## Aim of the task:
What is the number of lines in the data below that contain "recognition"? Answer with that number and no other words.

## Saved data entries:
____________
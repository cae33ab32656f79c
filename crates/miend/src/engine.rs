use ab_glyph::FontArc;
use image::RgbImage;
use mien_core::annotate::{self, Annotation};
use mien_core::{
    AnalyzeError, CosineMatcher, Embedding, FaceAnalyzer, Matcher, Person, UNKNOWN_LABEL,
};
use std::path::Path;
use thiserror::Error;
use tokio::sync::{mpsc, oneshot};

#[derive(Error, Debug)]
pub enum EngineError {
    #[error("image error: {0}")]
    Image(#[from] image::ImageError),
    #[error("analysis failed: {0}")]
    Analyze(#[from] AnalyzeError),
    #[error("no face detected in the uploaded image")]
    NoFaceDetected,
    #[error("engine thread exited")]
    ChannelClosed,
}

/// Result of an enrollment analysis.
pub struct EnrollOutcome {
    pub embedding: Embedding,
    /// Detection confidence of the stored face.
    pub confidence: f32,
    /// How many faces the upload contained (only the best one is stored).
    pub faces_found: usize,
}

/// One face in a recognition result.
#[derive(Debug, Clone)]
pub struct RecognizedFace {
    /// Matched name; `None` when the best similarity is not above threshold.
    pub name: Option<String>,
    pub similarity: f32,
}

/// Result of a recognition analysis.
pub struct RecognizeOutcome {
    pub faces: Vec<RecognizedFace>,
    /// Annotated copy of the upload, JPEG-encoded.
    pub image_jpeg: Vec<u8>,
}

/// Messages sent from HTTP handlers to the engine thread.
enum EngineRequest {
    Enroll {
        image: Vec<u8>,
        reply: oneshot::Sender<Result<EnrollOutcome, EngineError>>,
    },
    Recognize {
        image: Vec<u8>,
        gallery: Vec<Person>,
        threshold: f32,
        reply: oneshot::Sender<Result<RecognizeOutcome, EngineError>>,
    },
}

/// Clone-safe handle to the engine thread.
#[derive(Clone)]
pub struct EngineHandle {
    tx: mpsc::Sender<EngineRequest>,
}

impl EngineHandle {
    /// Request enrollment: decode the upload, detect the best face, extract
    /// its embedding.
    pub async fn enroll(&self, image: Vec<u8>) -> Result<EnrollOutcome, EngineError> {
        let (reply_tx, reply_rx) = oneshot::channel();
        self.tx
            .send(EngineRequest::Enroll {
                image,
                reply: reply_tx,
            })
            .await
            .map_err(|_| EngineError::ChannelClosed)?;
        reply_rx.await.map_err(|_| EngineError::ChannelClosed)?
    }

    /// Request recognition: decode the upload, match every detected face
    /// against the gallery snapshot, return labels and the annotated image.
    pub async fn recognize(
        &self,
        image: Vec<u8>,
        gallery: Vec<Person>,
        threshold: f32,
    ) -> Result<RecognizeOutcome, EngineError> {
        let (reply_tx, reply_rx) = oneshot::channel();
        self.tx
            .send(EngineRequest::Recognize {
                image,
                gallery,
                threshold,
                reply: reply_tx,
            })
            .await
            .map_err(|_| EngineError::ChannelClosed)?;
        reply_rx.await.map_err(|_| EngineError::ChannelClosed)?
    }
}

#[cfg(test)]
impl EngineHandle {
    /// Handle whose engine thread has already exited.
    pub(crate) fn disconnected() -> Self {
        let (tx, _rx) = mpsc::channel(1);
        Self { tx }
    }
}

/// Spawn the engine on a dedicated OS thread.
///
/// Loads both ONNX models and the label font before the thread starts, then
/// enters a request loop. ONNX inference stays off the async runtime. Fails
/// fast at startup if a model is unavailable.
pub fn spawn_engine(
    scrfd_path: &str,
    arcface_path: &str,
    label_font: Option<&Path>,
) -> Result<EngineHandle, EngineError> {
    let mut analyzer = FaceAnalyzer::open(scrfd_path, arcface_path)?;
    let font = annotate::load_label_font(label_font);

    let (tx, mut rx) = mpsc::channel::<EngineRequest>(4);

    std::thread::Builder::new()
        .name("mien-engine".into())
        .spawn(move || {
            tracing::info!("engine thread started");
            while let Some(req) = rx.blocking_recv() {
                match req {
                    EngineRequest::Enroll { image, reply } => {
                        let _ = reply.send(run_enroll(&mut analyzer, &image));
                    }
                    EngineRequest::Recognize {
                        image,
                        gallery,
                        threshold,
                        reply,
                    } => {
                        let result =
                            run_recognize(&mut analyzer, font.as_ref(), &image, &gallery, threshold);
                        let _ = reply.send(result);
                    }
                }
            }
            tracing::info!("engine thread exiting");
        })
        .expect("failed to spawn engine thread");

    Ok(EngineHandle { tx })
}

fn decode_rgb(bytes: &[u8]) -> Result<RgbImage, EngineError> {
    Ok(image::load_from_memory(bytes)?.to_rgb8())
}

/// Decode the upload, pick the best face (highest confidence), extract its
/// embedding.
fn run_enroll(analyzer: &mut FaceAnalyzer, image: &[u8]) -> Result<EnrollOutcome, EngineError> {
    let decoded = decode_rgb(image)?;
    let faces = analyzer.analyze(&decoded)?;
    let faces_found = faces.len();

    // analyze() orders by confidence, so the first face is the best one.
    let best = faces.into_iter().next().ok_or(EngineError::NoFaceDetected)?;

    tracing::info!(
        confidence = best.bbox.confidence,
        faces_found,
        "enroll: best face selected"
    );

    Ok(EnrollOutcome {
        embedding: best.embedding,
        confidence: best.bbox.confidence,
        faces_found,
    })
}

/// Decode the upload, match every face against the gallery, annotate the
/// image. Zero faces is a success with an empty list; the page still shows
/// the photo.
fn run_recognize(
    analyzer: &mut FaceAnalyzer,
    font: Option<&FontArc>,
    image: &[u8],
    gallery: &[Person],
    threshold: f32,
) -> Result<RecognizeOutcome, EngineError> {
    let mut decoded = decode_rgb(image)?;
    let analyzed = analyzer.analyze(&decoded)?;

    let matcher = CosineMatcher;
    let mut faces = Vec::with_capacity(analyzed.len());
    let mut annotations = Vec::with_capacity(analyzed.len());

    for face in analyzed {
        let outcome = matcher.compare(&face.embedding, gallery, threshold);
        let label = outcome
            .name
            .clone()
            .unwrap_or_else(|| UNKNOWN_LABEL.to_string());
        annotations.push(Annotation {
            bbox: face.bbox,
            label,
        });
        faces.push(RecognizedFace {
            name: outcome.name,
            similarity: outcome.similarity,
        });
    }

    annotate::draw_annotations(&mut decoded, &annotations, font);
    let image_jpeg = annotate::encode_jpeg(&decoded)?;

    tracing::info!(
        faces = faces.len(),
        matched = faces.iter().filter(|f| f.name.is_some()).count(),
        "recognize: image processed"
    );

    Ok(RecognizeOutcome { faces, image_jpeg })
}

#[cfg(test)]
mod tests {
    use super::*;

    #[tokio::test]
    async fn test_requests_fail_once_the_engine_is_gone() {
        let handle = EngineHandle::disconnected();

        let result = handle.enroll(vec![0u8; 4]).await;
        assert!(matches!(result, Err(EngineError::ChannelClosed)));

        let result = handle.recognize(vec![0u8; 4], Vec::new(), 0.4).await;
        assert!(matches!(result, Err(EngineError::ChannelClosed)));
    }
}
____________
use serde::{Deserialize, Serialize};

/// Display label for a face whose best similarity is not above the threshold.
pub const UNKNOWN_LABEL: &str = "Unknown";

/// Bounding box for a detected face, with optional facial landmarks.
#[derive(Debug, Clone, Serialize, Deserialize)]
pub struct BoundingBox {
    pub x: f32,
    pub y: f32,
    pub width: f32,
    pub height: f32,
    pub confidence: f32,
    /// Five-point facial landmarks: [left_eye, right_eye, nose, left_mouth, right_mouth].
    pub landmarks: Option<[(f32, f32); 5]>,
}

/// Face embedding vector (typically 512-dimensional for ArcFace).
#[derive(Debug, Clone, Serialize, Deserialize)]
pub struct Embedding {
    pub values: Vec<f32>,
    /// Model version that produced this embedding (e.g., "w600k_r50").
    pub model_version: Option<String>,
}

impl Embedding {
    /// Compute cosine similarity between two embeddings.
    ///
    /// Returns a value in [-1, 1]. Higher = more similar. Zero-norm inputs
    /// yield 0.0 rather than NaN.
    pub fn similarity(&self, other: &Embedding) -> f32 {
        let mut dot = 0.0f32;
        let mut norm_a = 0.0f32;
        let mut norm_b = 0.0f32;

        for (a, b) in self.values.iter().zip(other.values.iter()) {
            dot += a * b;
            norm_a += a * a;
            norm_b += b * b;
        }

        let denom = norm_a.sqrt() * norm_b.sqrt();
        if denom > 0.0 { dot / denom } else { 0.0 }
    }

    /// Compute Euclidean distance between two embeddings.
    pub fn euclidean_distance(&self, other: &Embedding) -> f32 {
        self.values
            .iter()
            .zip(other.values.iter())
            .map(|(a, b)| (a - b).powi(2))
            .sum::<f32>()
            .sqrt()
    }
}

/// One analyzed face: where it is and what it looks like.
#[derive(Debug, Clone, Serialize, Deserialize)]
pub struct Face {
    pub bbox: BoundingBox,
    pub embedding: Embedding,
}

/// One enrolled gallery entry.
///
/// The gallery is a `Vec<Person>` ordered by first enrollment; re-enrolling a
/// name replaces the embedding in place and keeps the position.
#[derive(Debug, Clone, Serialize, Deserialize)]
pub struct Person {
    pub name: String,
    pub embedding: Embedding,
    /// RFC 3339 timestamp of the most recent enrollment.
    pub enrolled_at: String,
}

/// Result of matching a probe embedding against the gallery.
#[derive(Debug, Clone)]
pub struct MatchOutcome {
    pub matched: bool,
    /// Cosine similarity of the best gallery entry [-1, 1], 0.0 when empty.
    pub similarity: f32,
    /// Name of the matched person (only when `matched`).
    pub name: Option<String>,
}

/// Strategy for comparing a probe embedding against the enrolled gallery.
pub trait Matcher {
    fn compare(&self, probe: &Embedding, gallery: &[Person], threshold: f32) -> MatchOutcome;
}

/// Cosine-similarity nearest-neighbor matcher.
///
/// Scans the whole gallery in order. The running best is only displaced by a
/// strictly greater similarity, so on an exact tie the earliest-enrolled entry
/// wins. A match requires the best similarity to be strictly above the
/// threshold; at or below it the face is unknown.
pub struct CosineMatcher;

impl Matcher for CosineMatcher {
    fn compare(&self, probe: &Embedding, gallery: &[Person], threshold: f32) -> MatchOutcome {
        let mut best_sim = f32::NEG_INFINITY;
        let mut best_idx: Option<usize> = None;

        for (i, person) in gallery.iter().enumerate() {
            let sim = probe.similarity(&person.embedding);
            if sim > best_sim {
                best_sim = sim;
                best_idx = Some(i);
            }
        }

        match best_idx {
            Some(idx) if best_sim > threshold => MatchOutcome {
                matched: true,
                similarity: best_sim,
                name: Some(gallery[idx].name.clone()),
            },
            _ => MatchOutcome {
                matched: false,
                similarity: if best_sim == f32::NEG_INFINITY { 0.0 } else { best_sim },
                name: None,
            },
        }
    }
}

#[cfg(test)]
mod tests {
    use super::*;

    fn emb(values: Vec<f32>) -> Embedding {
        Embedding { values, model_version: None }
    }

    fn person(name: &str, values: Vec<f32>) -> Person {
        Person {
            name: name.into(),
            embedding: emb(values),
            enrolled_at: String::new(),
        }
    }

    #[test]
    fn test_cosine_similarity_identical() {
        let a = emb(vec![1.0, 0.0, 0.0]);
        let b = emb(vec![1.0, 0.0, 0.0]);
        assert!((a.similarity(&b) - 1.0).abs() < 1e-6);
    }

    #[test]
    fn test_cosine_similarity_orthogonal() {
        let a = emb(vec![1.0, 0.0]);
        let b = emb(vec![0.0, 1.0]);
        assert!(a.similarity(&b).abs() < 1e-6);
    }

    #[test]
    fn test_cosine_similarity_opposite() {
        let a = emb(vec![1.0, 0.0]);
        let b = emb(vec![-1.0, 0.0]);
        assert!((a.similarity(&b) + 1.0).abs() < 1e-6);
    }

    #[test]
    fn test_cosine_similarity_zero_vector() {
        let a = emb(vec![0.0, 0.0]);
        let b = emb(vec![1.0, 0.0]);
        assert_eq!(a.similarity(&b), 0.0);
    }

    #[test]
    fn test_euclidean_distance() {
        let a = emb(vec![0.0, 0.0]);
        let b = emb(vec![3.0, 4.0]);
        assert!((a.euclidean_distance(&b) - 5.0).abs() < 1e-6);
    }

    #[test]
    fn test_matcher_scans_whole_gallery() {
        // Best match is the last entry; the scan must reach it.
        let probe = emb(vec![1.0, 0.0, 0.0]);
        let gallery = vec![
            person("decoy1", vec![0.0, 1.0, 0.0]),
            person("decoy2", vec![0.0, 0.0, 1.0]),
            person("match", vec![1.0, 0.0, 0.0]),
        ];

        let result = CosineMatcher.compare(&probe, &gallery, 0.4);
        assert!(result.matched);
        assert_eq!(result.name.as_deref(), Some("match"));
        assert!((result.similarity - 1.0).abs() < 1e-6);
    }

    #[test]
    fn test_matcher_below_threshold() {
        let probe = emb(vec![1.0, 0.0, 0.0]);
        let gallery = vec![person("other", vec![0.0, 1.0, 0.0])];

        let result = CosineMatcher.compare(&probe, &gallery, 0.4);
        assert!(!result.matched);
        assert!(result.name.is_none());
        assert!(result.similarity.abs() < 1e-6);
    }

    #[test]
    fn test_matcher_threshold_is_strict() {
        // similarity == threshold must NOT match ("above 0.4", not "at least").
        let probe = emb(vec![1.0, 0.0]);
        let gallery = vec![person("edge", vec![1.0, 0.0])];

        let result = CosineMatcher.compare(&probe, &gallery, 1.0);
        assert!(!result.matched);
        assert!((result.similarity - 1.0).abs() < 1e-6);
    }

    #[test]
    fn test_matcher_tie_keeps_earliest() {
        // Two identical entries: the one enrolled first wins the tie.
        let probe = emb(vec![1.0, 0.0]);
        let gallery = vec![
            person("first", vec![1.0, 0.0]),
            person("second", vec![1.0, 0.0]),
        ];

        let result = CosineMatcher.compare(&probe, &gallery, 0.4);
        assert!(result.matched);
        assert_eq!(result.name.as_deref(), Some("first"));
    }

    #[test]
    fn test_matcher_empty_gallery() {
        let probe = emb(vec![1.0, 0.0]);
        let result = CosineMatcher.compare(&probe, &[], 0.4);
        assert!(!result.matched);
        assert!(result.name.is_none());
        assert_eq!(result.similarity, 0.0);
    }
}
____________
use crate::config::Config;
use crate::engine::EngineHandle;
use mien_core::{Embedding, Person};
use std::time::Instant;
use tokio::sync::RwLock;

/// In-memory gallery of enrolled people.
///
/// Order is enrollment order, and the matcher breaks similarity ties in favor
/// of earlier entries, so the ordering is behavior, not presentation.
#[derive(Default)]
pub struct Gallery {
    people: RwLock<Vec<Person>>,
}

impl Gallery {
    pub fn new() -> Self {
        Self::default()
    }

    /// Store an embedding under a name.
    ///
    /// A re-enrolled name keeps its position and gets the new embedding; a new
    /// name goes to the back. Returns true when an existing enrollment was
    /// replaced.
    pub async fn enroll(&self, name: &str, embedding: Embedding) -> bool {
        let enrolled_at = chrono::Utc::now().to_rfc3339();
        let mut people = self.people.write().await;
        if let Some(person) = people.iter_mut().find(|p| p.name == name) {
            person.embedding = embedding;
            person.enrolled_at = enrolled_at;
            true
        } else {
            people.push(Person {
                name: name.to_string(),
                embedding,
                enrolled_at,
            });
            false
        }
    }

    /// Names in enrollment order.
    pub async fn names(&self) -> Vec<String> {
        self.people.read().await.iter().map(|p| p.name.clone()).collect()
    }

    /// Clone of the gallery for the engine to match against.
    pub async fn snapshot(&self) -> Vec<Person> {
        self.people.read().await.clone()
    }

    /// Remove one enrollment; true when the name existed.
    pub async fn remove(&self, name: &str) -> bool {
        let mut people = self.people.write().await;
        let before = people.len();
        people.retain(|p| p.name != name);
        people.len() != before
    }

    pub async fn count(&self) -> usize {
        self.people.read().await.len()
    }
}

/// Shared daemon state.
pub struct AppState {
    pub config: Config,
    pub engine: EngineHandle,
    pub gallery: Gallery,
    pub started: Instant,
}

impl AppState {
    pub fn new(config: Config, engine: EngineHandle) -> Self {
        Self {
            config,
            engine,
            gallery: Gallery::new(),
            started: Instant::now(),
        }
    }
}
____________
## Response below:
3